▸ **Work order**
Repeat, exactly as written, the lines of the records below from the first through the line with "into extra dice.", but none past it.

++++++++++++++++++++

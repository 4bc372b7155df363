//! The 2nd-edition raise roll: exploding d10s greedily partitioned into
//! raises against a target sum.
//!
//! Skill rank drives the configuration: rank 3 rerolls the lowest die
//! once, rank 4 lifts the target to 15 but doubles each raise, rank 5
//! always explodes. A raise is assembled largest-die-first; when the pool
//! cannot complete the full target but has already accumulated ten, the
//! "ten still counts" rule closes the raise at multiplier one.

mod bucket;
mod score;

pub use score::{ScoreRules, ScoredDie};

use serde::{Deserialize, Serialize};
use tracing::debug;

use bucket::DiceBucket;

use crate::error::{EngineError, EngineResult};
use crate::format::{count_noun, join_comma};
use crate::limits::{MAX_EXPLOSION_GENERATIONS, MAX_ROLLS};
use crate::source::RandomSource;

/// Default sum a raise must reach.
const DEFAULT_TARGET: u32 = 10;

/// Target for skill rank 4 and above.
const HIGH_SKILL_TARGET: u32 = 15;

/// Full configuration of one raise roll.
#[derive(Debug, Clone, Copy, Serialize, Deserialize)]
pub struct RaiseConfig {
    /// Sum a raise must reach.
    pub raise_target: u32,
    /// Raises a completed target is worth.
    pub raises_per_target: u32,
    /// Whether tens explode into extra dice.
    pub explode: bool,
    /// Whether the lowest die is rerolled once.
    pub reroll_lowest: bool,
    /// Value remapping applied to every rolled face.
    pub rules: ScoreRules,
}

impl RaiseConfig {
    /// Derive the configuration for a skill rank (0–5) and token flags.
    pub fn for_skill(skill: u32, explode: bool, lash_floor: u32, joie_de_vivre: bool) -> Self {
        Self {
            raise_target: if skill >= 4 {
                HIGH_SKILL_TARGET
            } else {
                DEFAULT_TARGET
            },
            raises_per_target: if skill >= 4 { 2 } else { 1 },
            explode: explode || skill >= 5,
            reroll_lowest: skill >= 3,
            rules: ScoreRules {
                lash_floor,
                joie_target: if joie_de_vivre { skill } else { 0 },
            },
        }
    }

    /// Whether an accumulated sum of ten still closes a raise at
    /// multiplier one when the pool cannot complete the full target.
    fn ten_still_raises(&self) -> bool {
        self.raise_target == 10 || self.raises_per_target != 1
    }
}

/// One assembled raise.
#[derive(Debug, Clone, Serialize, Deserialize)]
pub struct Raise {
    /// Raises this group is worth.
    pub multiplier: u32,
    /// Member dice in pick order.
    pub members: Vec<ScoredDie>,
}

impl Raise {
    /// Sum of member values.
    pub fn sum(&self) -> u32 {
        self.members.iter().map(|die| die.value).sum()
    }
}

impl std::fmt::Display for Raise {
    fn fmt(&self, f: &mut std::fmt::Formatter<'_>) -> std::fmt::Result {
        let members = self
            .members
            .iter()
            .map(ToString::to_string)
            .collect::<Vec<_>>()
            .join(" + ");
        if self.multiplier == 1 {
            write!(f, "({members})")
        } else {
            write!(f, "{}({members})", "*".repeat(self.multiplier as usize))
        }
    }
}

/// Outcome of a raise roll: a partition of every die actually rolled.
#[derive(Debug, Clone, Serialize, Deserialize)]
pub struct RaiseOutcome {
    /// Raises in discovery order (highest-value first by construction).
    pub raises: Vec<Raise>,
    /// Dice left over, highest value first.
    pub unused: Vec<ScoredDie>,
    /// Dice spent by the reroll rule, highest value first.
    pub discarded: Vec<ScoredDie>,
}

impl RaiseOutcome {
    /// Total raises scored: the sum of each raise's multiplier.
    pub fn total(&self) -> u32 {
        self.raises.iter().map(|raise| raise.multiplier).sum()
    }
}

impl std::fmt::Display for RaiseOutcome {
    fn fmt(&self, f: &mut std::fmt::Formatter<'_>) -> std::fmt::Result {
        let total = self.total();
        if total == 0 {
            write!(f, "0 raises")?;
        } else {
            let raises = self
                .raises
                .iter()
                .map(ToString::to_string)
                .collect::<Vec<_>>()
                .join(", ");
            write!(f, "{}: {raises}", count_noun(total, "raise", "raises"))?;
        }
        if !self.unused.is_empty() {
            write!(f, ", unused: {}", join_comma(&self.unused))?;
        }
        if !self.discarded.is_empty() {
            write!(f, ", discarded: {}", join_comma(&self.discarded))?;
        }
        Ok(())
    }
}

/// Evaluate a raise-roll token.
pub fn evaluate(
    dice: u32,
    skill: u32,
    explode: bool,
    lash: u32,
    joie_de_vivre: bool,
    source: &mut dyn RandomSource,
) -> EngineResult<Option<RaiseOutcome>> {
    if !(1..=MAX_ROLLS).contains(&dice) || skill > 5 {
        return Ok(None);
    }
    let config = RaiseConfig::for_skill(skill, explode, lash, joie_de_vivre);
    roll_and_count(dice, &config, source).map(Some)
}

/// Roll `dice` d10s under the configuration and assemble raises.
pub fn roll_and_count(
    dice: u32,
    config: &RaiseConfig,
    source: &mut dyn RandomSource,
) -> EngineResult<RaiseOutcome> {
    let mut pool = roll_scored(dice as usize, config, source)?;
    debug!(?pool, "scored dice");
    let mut discarded = if config.reroll_lowest {
        reroll_lowest(&mut pool, config, source)?
    } else {
        Vec::new()
    };
    discarded.sort_by(|a, b| b.value.cmp(&a.value));
    let (raises, unused) = aggregate(pool, config);
    Ok(RaiseOutcome {
        raises,
        unused,
        discarded,
    })
}

/// Roll with generational explosion: every 10 in a generation buys one
/// die in the next, tagged with an incremented depth.
fn roll_scored(
    count: usize,
    config: &RaiseConfig,
    source: &mut dyn RandomSource,
) -> EngineResult<Vec<ScoredDie>> {
    let mut dice = Vec::new();
    let mut pending = count;
    let mut depth = 0;
    while pending > 0 {
        if depth > MAX_EXPLOSION_GENERATIONS {
            return Err(EngineError::ExplosionOverflow);
        }
        let faces = source.draw(pending, 10);
        pending = if config.explode {
            faces.iter().filter(|&&face| face == 10).count()
        } else {
            0
        };
        dice.extend(
            faces
                .into_iter()
                .map(|raw| ScoredDie::score(raw, depth, config.rules)),
        );
        depth += 1;
    }
    Ok(dice)
}

/// The reroll rule: one replacement chain competes with the first-rolled
/// lowest-valued die. Whichever loses is returned as discarded — both
/// candidates are always spent, never silently dropped.
fn reroll_lowest(
    pool: &mut Vec<ScoredDie>,
    config: &RaiseConfig,
    source: &mut dyn RandomSource,
) -> EngineResult<Vec<ScoredDie>> {
    let replacement = roll_scored(1, config, source)?;
    debug!(?replacement, "reroll candidate");
    let replacement_value: u32 = replacement.iter().map(|die| die.value).sum();
    let Some(lowest) = pool
        .iter()
        .enumerate()
        .min_by_key(|(_, die)| die.value)
        .map(|(index, _)| index)
    else {
        return Ok(replacement);
    };
    if replacement_value > pool[lowest].value {
        let spent = pool.remove(lowest);
        pool.extend(replacement);
        Ok(vec![spent])
    } else {
        Ok(replacement)
    }
}

/// Greedy partition: assemble one raise at a time, always requesting the
/// largest die that fits the remaining gap and falling back to the
/// smallest die that overshoots it. A raise that cannot be completed is
/// returned to the pool whole and ends the aggregation.
fn aggregate(pool: Vec<ScoredDie>, config: &RaiseConfig) -> (Vec<Raise>, Vec<ScoredDie>) {
    let mut bucket = DiceBucket::new(pool);
    let mut raises = Vec::new();
    'raises: loop {
        let mut members: Vec<ScoredDie> = Vec::new();
        let mut sum = 0;
        let mut multiplier = config.raises_per_target;
        loop {
            let gap = config.raise_target - sum;
            let pick = bucket
                .take_at_most(gap)
                .or_else(|| bucket.take_smallest_above(gap));
            match pick {
                Some(die) => {
                    sum += die.value;
                    members.push(die);
                    if sum >= config.raise_target {
                        break;
                    }
                }
                None if config.ten_still_raises() && sum >= 10 => {
                    multiplier = 1;
                    break;
                }
                None => {
                    for die in members {
                        bucket.put(die);
                    }
                    break 'raises;
                }
            }
        }
        raises.push(Raise { multiplier, members });
    }
    (raises, bucket.drain_descending())
}

#[cfg(test)]
mod tests {
    use super::*;
    use crate::source::ScriptedSource;

    fn plain_config() -> RaiseConfig {
        RaiseConfig::for_skill(0, false, 0, false)
    }

    #[test]
    fn skill_rank_drives_the_configuration() {
        let base = RaiseConfig::for_skill(0, false, 0, false);
        assert_eq!(base.raise_target, 10);
        assert_eq!(base.raises_per_target, 1);
        assert!(!base.explode);
        assert!(!base.reroll_lowest);

        assert!(RaiseConfig::for_skill(3, false, 0, false).reroll_lowest);

        let master = RaiseConfig::for_skill(4, false, 0, false);
        assert_eq!(master.raise_target, 15);
        assert_eq!(master.raises_per_target, 2);
        assert!(!master.explode);

        assert!(RaiseConfig::for_skill(5, false, 0, false).explode);
        assert!(RaiseConfig::for_skill(0, true, 0, false).explode);
    }

    #[test]
    fn exploding_ten_leaves_the_extra_die_unused() {
        let config = RaiseConfig::for_skill(0, true, 0, false);
        let mut source = ScriptedSource::new([10, 5]);
        let outcome = roll_and_count(1, &config, &mut source).unwrap();
        assert_eq!(outcome.to_string(), "1 raise: (10), unused: 5");
        assert_eq!(outcome.raises[0].members[0].explode_depth, 0);
        assert_eq!(outcome.unused[0].explode_depth, 1);
    }

    #[test]
    fn raises_pair_large_and_small_dice() {
        let mut source = ScriptedSource::new([4, 6, 9, 1]);
        let outcome = roll_and_count(4, &plain_config(), &mut source).unwrap();
        // 9+1 and 6+4 both reach ten exactly.
        assert_eq!(outcome.to_string(), "2 raises: (9 + 1), (6 + 4)");
    }

    #[test]
    fn overflow_pick_takes_the_smallest_die_above_the_gap() {
        // After the 9 the gap is 1: nothing fits, so the smallest die
        // above the gap (7, not 8) overshoots and closes the raise.
        let mut source = ScriptedSource::new([9, 8, 7]);
        let outcome = roll_and_count(3, &plain_config(), &mut source).unwrap();
        assert_eq!(outcome.to_string(), "1 raise: (9 + 7), unused: 8");
    }

    #[test]
    fn incomplete_raise_returns_its_dice_unused() {
        let mut source = ScriptedSource::new([4, 3]);
        let outcome = roll_and_count(2, &plain_config(), &mut source).unwrap();
        assert_eq!(outcome.total(), 0);
        assert_eq!(outcome.to_string(), "0 raises, unused: 4, 3");
    }

    #[test]
    fn lash_zeroes_are_reported_unused() {
        let config = RaiseConfig::for_skill(0, false, 3, false);
        let mut source = ScriptedSource::new([8, 2, 2]);
        let outcome = roll_and_count(3, &config, &mut source).unwrap();
        assert_eq!(outcome.to_string(), "0 raises, unused: 8, 0 [2], 0 [2]");
    }

    #[test]
    fn joie_de_vivre_promotes_and_shows_the_raw_face() {
        let config = RaiseConfig::for_skill(2, false, 0, true);
        let mut source = ScriptedSource::new([2, 7]);
        let outcome = roll_and_count(2, &config, &mut source).unwrap();
        assert_eq!(outcome.to_string(), "1 raise: (10 [2]), unused: 7");
    }

    #[test]
    fn high_skill_doubles_raises_against_fifteen() {
        let config = RaiseConfig::for_skill(4, false, 0, false);
        // Rank 4 also rerolls: the replacement 1 loses to the lowest die.
        let mut source = ScriptedSource::new([10, 8, 7, 1]);
        let outcome = roll_and_count(3, &config, &mut source).unwrap();
        assert_eq!(outcome.to_string(), "2 raises: **(10 + 7), unused: 8, discarded: 1");
    }

    #[test]
    fn ten_fallback_closes_a_short_raise_at_multiplier_one() {
        let config = RaiseConfig {
            raise_target: 15,
            raises_per_target: 2,
            explode: false,
            reroll_lowest: false,
            rules: ScoreRules::default(),
        };
        let mut source = ScriptedSource::new([10, 4]);
        let outcome = roll_and_count(2, &config, &mut source).unwrap();
        assert_eq!(outcome.to_string(), "1 raise: (10 + 4)");
    }

    #[test]
    fn reroll_keeps_the_better_die() {
        let config = RaiseConfig::for_skill(3, false, 0, false);
        // Pool [9, 2]; replacement 6 beats the 2.
        let mut source = ScriptedSource::new([9, 2, 6]);
        let outcome = roll_and_count(2, &config, &mut source).unwrap();
        assert_eq!(outcome.to_string(), "1 raise: (9 + 6), discarded: 2");
    }

    #[test]
    fn reroll_that_loses_is_discarded() {
        let config = RaiseConfig::for_skill(3, false, 0, false);
        // Pool [9, 5]; replacement 3 loses to the 5.
        let mut source = ScriptedSource::new([9, 5, 3]);
        let outcome = roll_and_count(2, &config, &mut source).unwrap();
        assert_eq!(outcome.to_string(), "1 raise: (9 + 5), discarded: 3");
    }

    #[test]
    fn out_of_range_yields_nothing() {
        let mut source = ScriptedSource::new([]);
        assert!(evaluate(0, 0, false, 0, false, &mut source).unwrap().is_none());
        assert!(evaluate(31, 0, false, 0, false, &mut source).unwrap().is_none());
        assert!(evaluate(5, 6, false, 0, false, &mut source).unwrap().is_none());
    }

    #[test]
    fn runaway_explosion_is_fatal() {
        let config = RaiseConfig::for_skill(0, true, 0, false);
        let mut source = ScriptedSource::new(vec![10; 100]);
        assert!(matches!(
            roll_and_count(1, &config, &mut source),
            Err(EngineError::ExplosionOverflow)
        ));
    }

    proptest::proptest! {
        #[test]
        fn partition_accounts_for_every_die(
            faces in proptest::collection::vec(1u32..=10, 1..=20),
            skill in 0u32..=5,
            lash in 0u32..=5,
            joie in proptest::bool::ANY,
        ) {
            // Explosion off so the script is exactly the pool; the reroll
            // candidate gets one extra face.
            let config = RaiseConfig {
                explode: false,
                ..RaiseConfig::for_skill(skill, false, lash, joie)
            };
            let mut script = faces.clone();
            if config.reroll_lowest {
                script.push(4);
            }
            let mut source = ScriptedSource::new(script.clone());
            let outcome = roll_and_count(faces.len() as u32, &config, &mut source).unwrap();

            let mut seen: Vec<u32> = outcome
                .raises
                .iter()
                .flat_map(|raise| raise.members.iter())
                .chain(outcome.unused.iter())
                .chain(outcome.discarded.iter())
                .map(|die| die.raw)
                .collect();
            seen.sort_unstable();
            let mut rolled = script;
            rolled.sort_unstable();
            proptest::prop_assert_eq!(seen, rolled);

            for raise in &outcome.raises {
                if raise.multiplier == config.raises_per_target {
                    proptest::prop_assert!(raise.sum() >= config.raise_target);
                } else {
                    proptest::prop_assert!(raise.sum() >= 10);
                }
            }
        }
    }
}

++++++++++++++++++++

▸ **Your response**
repository 4bc372b7155df363
//! The 2nd-edition raise roll: exploding d10s greedily partitioned into
//! raises against a target sum.
//!
//! Skill rank drives the configuration: rank 3 rerolls the lowest die
//! once, rank 4 lifts the target to 15 but doubles each raise, rank 5
//! always explodes. A raise is assembled largest-die-first; when the pool
//! cannot complete the full target but has already accumulated ten, the
//! "ten still counts" rule closes the raise at multiplier one.

mod bucket;
mod score;

pub use score::{ScoreRules, ScoredDie};

use serde::{Deserialize, Serialize};
use tracing::debug;

use bucket::DiceBucket;

use crate::error::{EngineError, EngineResult};
use crate::format::{count_noun, join_comma};
use crate::limits::{MAX_EXPLOSION_GENERATIONS, MAX_ROLLS};
use crate::source::RandomSource;

/// Default sum a raise must reach.
const DEFAULT_TARGET: u32 = 10;

/// Target for skill rank 4 and above.
const HIGH_SKILL_TARGET: u32 = 15;

/// Full configuration of one raise roll.
#[derive(Debug, Clone, Copy, Serialize, Deserialize)]
pub struct RaiseConfig {
    /// Sum a raise must reach.
    pub raise_target: u32,
    /// Raises a completed target is worth.
    pub raises_per_target: u32,
    /// Whether tens explode into extra dice.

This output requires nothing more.